Recensione La nostra ultima canzone di S.K.Fallas




Il più grande desiderio di Saylor è ammalarsi, solo così, pensa, chi le è accanto la noterà e le vorrà bene. Ha la Sindrome di Munchhausen, infatti, e ogni scusa per lei è buona per entrare in contatto con germi e malattie. Così, quando il suo psichiatra le consiglia di andare a fare volontariato per i gruppi di auto-aiuto, accetta con grande entusiasmo: per ammalarsi non c'è niente di meglio che passare del tempo in ospedale. Lì Saylor conosce un gruppo di ragazzi, malati terminali, e inizia a frequentarli. Tutto si basa su un equivoco: loro pensano che anche Saylor sia molto malata, ma lei non ha alcuna intenzione di fargli cambiare idea, perché per la prima volta si sente a suo agio con dei ragazzi della sua età. Tra di loro c'è Drew, un ragazzo bellissimo, un musicista, di cui a poco a poco Saylor si innamora. A separarli c'è quella tremenda bugia, perché Saylor non ha davvero la sclerosi multipla, ma a unirli c'è una forza potentissima, che li spinge a credere di conoscersi da sempre.

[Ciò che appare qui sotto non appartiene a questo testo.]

use primitive_types::H256;
use thiserror::Error;

/// A deploy or send that failed at the execution layer.
#[derive(Error, Debug, Clone, PartialEq, Eq)]
pub enum ExecutionError {
    #[error("Execution reverted: {}", _0)]
    Revert(String),
    #[error("Network error: {}", _0)]
    Network(String),
    #[error("Invalid arguments: {}", _0)]
    InvalidArguments(String),
}

/// Metadata of a mined transaction, kept for logging and retry/halt decisions.
#[derive(Debug, Clone, PartialEq, Eq)]
pub struct Receipt {
    pub transaction: H256,
    pub gas_used: u64,
}

/// Outcome of a contract deployment or state-changing call: either a
/// value with its receipt, or a structured error. Exactly one side
/// exists by construction; `into_result` is the only way to reach the
/// value, so callers can never skip the error check.
#[derive(Debug, Clone)]
pub enum Invokation<T> {
    Success { value: T, receipt: Receipt },
    Failure { error: ExecutionError },
}

impl<T> Invokation<T> {
    pub fn success(value: T, receipt: Receipt) -> Self {
        Invokation::Success { value, receipt }
    }

    pub fn failure(error: ExecutionError) -> Self {
        Invokation::Failure { error }
    }

    pub fn is_failure(&self) -> bool {
        matches!(self, Invokation::Failure { .. })
    }

    pub fn error(&self) -> Option<&ExecutionError> {
        match self {
            Invokation::Success { .. } => None,
            Invokation::Failure { error } => Some(error),
        }
    }

    pub fn receipt(&self) -> Option<&Receipt> {
        match self {
            Invokation::Success { receipt, .. } => Some(receipt),
            Invokation::Failure { .. } => None,
        }
    }

    pub fn into_result(self) -> Result<(T, Receipt), ExecutionError> {
        match self {
            Invokation::Success { value, receipt } => Ok((value, receipt)),
            Invokation::Failure { error } => Err(error),
        }
    }
}
use std::fmt;
use std::iter::Peekable;
use std::str::Chars;

use thiserror::Error;

#[derive(Error, Debug, Clone, PartialEq, Eq)]
pub enum ParseError {
    #[error("Unbalanced group: missing closing ')'")]
    UnbalancedGroup,
    #[error("Unexpected ')' outside of a group")]
    UnexpectedClosing,
    #[error("Unterminated string literal")]
    UnterminatedString,
    #[error("Empty command")]
    EmptyCommand,
}

/// One token of a parsed command: an atomic literal, or a nested
/// sub-command in parentheses.
#[derive(Debug, Clone, PartialEq, Eq)]
pub enum Token {
    Atom(String),
    Group(Event),
}

impl Token {
    pub fn as_atom(&self) -> Option<&str> {
        match self {
            Token::Atom(s) => Some(s),
            Token::Group(_) => None,
        }
    }

    pub fn as_group(&self) -> Option<&Event> {
        match self {
            Token::Atom(_) => None,
            Token::Group(event) => Some(event),
        }
    }
}

impl fmt::Display for Token {
    fn fmt(&self, f: &mut fmt::Formatter) -> fmt::Result {
        match self {
            Token::Atom(s) if s.contains(char::is_whitespace) => write!(f, "\"{}\"", s),
            Token::Atom(s) => write!(f, "{}", s),
            Token::Group(event) => write!(f, "({})", event),
        }
    }
}

/// A parsed scenario command: an ordered, possibly nested token
/// sequence. Immutable once parsed; the first atom is the command name.
#[derive(Debug, Clone, PartialEq, Eq)]
pub struct Event {
    tokens: Vec<Token>,
}

impl Event {
    pub fn tokens(&self) -> &[Token] {
        &self.tokens
    }

    /// Command (family) name, when the event starts with an atom.
    pub fn name(&self) -> Option<&str> {
        self.tokens.first().and_then(Token::as_atom)
    }

    /// Argument tokens following the command name.
    pub fn args(&self) -> &[Token] {
        if self.tokens.is_empty() {
            &[]
        } else {
            &self.tokens[1..]
        }
    }
}

impl fmt::Display for Event {
    fn fmt(&self, f: &mut fmt::Formatter) -> fmt::Result {
        let parts: Vec<String> = self.tokens.iter().map(|t| t.to_string()).collect();
        write!(f, "{}", parts.join(" "))
    }
}

/// Parse one command line into an event tree. Splits on whitespace,
/// groups with `( ... )`, and keeps double-quoted atoms intact.
pub fn parse(text: &str) -> Result<Event, ParseError> {
    let mut chars = text.chars().peekable();
    let event = parse_tokens(&mut chars, false)?;
    if event.tokens.is_empty() {
        return Err(ParseError::EmptyCommand);
    }
    Ok(event)
}

fn parse_tokens(chars: &mut Peekable<Chars>, nested: bool) -> Result<Event, ParseError> {
    let mut tokens = Vec::new();
    while let Some(&c) = chars.peek() {
        match c {
            _ if c.is_whitespace() => {
                chars.next();
            }
            '(' => {
                chars.next();
                tokens.push(Token::Group(parse_tokens(chars, true)?));
            }
            ')' => {
                if !nested {
                    return Err(ParseError::UnexpectedClosing);
                }
                chars.next();
                return Ok(Event { tokens });
            }
            '"' => {
                chars.next();
                tokens.push(Token::Atom(read_quoted(chars)?));
            }
            _ => {
                tokens.push(Token::Atom(read_atom(chars)));
            }
        }
    }

    if nested {
        return Err(ParseError::UnbalancedGroup);
    }
    Ok(Event { tokens })
}

fn read_quoted(chars: &mut Peekable<Chars>) -> Result<String, ParseError> {
    let mut atom = String::new();
    for c in chars.by_ref() {
        if c == '"' {
            return Ok(atom);
        }
        atom.push(c);
    }
    Err(ParseError::UnterminatedString)
}

fn read_atom(chars: &mut Peekable<Chars>) -> String {
    let mut atom = String::new();
    while let Some(&c) = chars.peek() {
        if c.is_whitespace() || c == '(' || c == ')' || c == '"' {
            break;
        }
        atom.push(c);
        chars.next();
    }
    atom
}

#[cfg(test)]
mod tests {
    use super::*;

    #[test]
    fn test_parse_flat_command() {
        let event = parse("Deploy MyVault BRNVault 5").unwrap();
        assert_eq!(event.name(), Some("Deploy"));
        assert_eq!(event.args().len(), 3);
        assert_eq!(event.args()[0], Token::Atom("MyVault".to_owned()));
    }

    #[test]
    fn test_parse_nested_group() {
        let event = parse("From alice (Deploy MyVault BRNVault)").unwrap();
        assert_eq!(event.name(), Some("From"));
        let inner = event.args()[1].as_group().unwrap();
        assert_eq!(inner.name(), Some("Deploy"));
        assert_eq!(inner.args().len(), 2);
    }

    #[test]
    fn test_parse_deeply_nested() {
        let event = parse("A (B (C d) e)").unwrap();
        let b = event.args()[0].as_group().unwrap();
        let c = b.args()[0].as_group().unwrap();
        assert_eq!(c.name(), Some("C"));
        assert_eq!(c.args(), &[Token::Atom("d".to_owned())]);
    }

    #[test]
    fn test_parse_quoted_atom() {
        let event = parse("Log \"hello world\"").unwrap();
        assert_eq!(event.args(), &[Token::Atom("hello world".to_owned())]);
    }

    #[test]
    fn test_unbalanced_group() {
        assert_eq!(parse("Deploy (MyVault"), Err(ParseError::UnbalancedGroup));
        assert_eq!(parse("Deploy MyVault)"), Err(ParseError::UnexpectedClosing));
    }

    #[test]
    fn test_unterminated_string() {
        assert_eq!(parse("Log \"oops"), Err(ParseError::UnterminatedString));
    }

    #[test]
    fn test_empty_command() {
        assert_eq!(parse("   "), Err(ParseError::EmptyCommand));
    }

    #[test]
    fn test_display_round_trip() {
        let text = "From alice (Deploy MyVault BRNVault 5)";
        let event = parse(text).unwrap();
        assert_eq!(event.to_string(), text);
    }
}
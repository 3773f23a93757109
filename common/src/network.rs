use std::fmt;
use std::str::FromStr;

use serde::{Deserialize, Serialize};
use thiserror::Error;

#[derive(Error, Debug, Clone, PartialEq, Eq)]
#[error("Invalid network '{}'", _0)]
pub struct InvalidNetwork(String);

/// Target chain identity. Contract registries are scoped per network
/// and never cross-contaminate.
#[derive(Debug, Clone, Copy, PartialEq, Eq, Hash, Serialize, Deserialize)]
#[serde(rename_all = "lowercase")]
pub enum Network {
    Mainnet,
    Testnet,
    Devnet,
}

impl Network {
    pub fn is_mainnet(&self) -> bool {
        matches!(self, Network::Mainnet)
    }
}

impl fmt::Display for Network {
    fn fmt(&self, f: &mut fmt::Formatter) -> fmt::Result {
        match self {
            Network::Mainnet => write!(f, "mainnet"),
            Network::Testnet => write!(f, "testnet"),
            Network::Devnet => write!(f, "devnet"),
        }
    }
}

impl FromStr for Network {
    type Err = InvalidNetwork;

    fn from_str(s: &str) -> Result<Self, Self::Err> {
        match s.to_lowercase().as_str() {
            "mainnet" => Ok(Network::Mainnet),
            "testnet" => Ok(Network::Testnet),
            "devnet" | "dev" => Ok(Network::Devnet),
            other => Err(InvalidNetwork(other.to_owned())),
        }
    }
}

#[cfg(test)]
mod tests {
    use super::*;

    #[test]
    fn test_from_str() {
        assert_eq!("mainnet".parse::<Network>().unwrap(), Network::Mainnet);
        assert_eq!("Testnet".parse::<Network>().unwrap(), Network::Testnet);
        assert_eq!("dev".parse::<Network>().unwrap(), Network::Devnet);
        assert!("unknown".parse::<Network>().is_err());
    }

    #[test]
    fn test_display_round_trip() {
        for network in [Network::Mainnet, Network::Testnet, Network::Devnet] {
            assert_eq!(network.to_string().parse::<Network>().unwrap(), network);
        }
    }
}
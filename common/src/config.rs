pub const VERSION: &str = env!("CARGO_PKG_VERSION");

// Directory where per-network contract registries are stored by default
pub const DEFAULT_REGISTRY_DIR: &str = "networks/";

// Upper bound for a single command, including all of its
// network round-trips. The runner can override it.
pub const DEFAULT_COMMAND_TIMEOUT_SECS: u64 = 60;
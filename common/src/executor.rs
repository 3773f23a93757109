use std::fmt;
use std::sync::Arc;

/// Execution capability trait for dependency injection
///
/// The interpreter invokes deployed contracts without depending on a
/// specific chain client. The runner implements this trait over its
/// RPC client and injects the executor into the interpreter; tests
/// inject an in-process stub.
use async_trait::async_trait;

use crate::abi::ContractAbi;
use crate::invokation::{ExecutionError, Invokation, Receipt};
use crate::value::{Address, Value};

/// Reference to a compiled contract artifact (bytecode + ABI), by name.
#[derive(Debug, Clone, PartialEq, Eq)]
pub struct ArtifactRef {
    name: String,
}

impl ArtifactRef {
    pub fn new(name: &str) -> Self {
        Self {
            name: name.to_owned(),
        }
    }

    pub fn get_name(&self) -> &String {
        &self.name
    }
}

impl fmt::Display for ArtifactRef {
    fn fmt(&self, f: &mut fmt::Formatter) -> fmt::Result {
        write!(f, "{}", self.name)
    }
}

/// Live handle to a deployed contract: where it lives and what it answers to.
#[derive(Debug, Clone)]
pub struct ContractHandle {
    pub name: String,
    pub address: Address,
    pub abi: Arc<ContractAbi>,
}

#[async_trait]
pub trait Executor: Send + Sync {
    /// Deploy a contract from an artifact with constructor arguments.
    async fn deploy(
        &self,
        sender: Address,
        artifact: &ArtifactRef,
        args: &[Value],
    ) -> Invokation<ContractHandle>;

    /// Submit a state-changing method call as a transaction.
    async fn send(
        &self,
        handle: &ContractHandle,
        method: &str,
        args: &[Value],
        sender: Address,
    ) -> Invokation<Receipt>;

    /// Read-only query. No receipt: it can only fail with a
    /// connectivity or argument error, never with a chain-state one.
    async fn call(
        &self,
        handle: &ContractHandle,
        method: &str,
        args: &[Value],
    ) -> Result<Value, ExecutionError>;
}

Ciao a tutti, eccomi qui per un altra recensione.
Questa volta si tratta del romanzo “La nostra ultima canzone”, che non narra la solita storia d'amore tra un ragazzo e una ragazza, ma un qualcosa in più.
Mi sono ritrovata a pensare alle pagine che leggevo mentre lavoravo, camminando e mentre facevo altro, perché questo romanzo fa riflettere.
Saylor è una ragazza di 18 anni con la sindrome di Munchhausen, un disturbo in cui lei prova piacere nella malattia, perché solo in tali circostanze si sente amata, curata e per questo motivo fa di tutto per ammalarsi.

Non vuole uccidersi, ma solo essere malata. Per le persone affette da questo disturbo lo scopo è quello di ricevere attenzioni, essere accudite come solo un malato può esserlo. La prima volta  Saylor ci prova a 7 anni, quando ingoia un ago. Da lì inizia tutto...




Non si lega a nessuno, non ha amici, ma ciò che cerca è l'affetto dei suoi genitori. La madre con lei è molto fredda e apatica. Costruisce case per le bambole, ma quando Saylor le parla, lei la ascolta a malapena oppure le risponde in modo freddo. Solo quando Saylor è ammalata le mostra un po' più d'interesse. Il padre è un noto avvocato, spesso via per lavoro, ma anche lui appare poco interessato alla figlia e anche alla moglie, da quanto si intuisce.
Saylor viene fatta visitare da vari “strizzacervelli”, come li chiama lei, finché l'ultimo le consiglia di fare volontariato in ospedale. Lì verrà in contatto con un gruppo di ragazzi malati terminali.
Tra questi conosce Andrew Dean, malato di Atassia di Friedreich, il quale si muove con un bastone che lo aiuta a camminare, ma è destinato a perdere a breve l'uso delle mani e della voce.
Zee, che diventerà sua amica, ha un cancro al seno già progredito verso altre zone del corpo e Pierce è un omosessuale malato di AIDS...





Andrew insegnerà a Saylor che cos'è l'amore cantandole canzoni romantiche da lui stesso scritte apposta per lei. Tra loro nascerà piano piano un tenero sentimento ricco di emozioni, a volte belle a volte tristi. Lei imparerà a fidarsi delle persone e in quell'ambiente così particolare si sentirà come a casa, protetta.
Conoscerà anche più a fondo la madre, grazie ai suoi nuovi amici e anche al suo psicologo, dal quale capirà la natura dei comportamenti freddi che ha con lei. Quando capirà che la madre è  alcolizzata si arrabbierà, ma poi parleranno e si aiuteranno a vicenda...
Diciamo che non è stata una lettura facile e spensierata, perché ho sofferto con i personaggi e ho anche pianto...





Si tratta di un romanzo che affronta la malattia in maniera vera e cruda, ma del resto non esiste un modo dolce per descrivere certe patologie.
Saylor all'inizio mi stupiva per i suoi eccessi, il modo di affrontare la vita, ma poi l'ho capita, non scusata, ma l'ho capita. Compie un percorso di crescita non indifferente, non solo a livello personale ma anche sentimentale.
Alla fine un po' le cose si aggiustano, perché l'epilogo non è cosi scontato come si può pensare, però, al posto dell'autrice, qualche pagina in più io l'avrei scritta, perché il finale mi appare quasi troncato.
In conclusione, ve ne consiglio la lettura. Non resterete delusi, ma preparatevi una scorta di fazzoletti.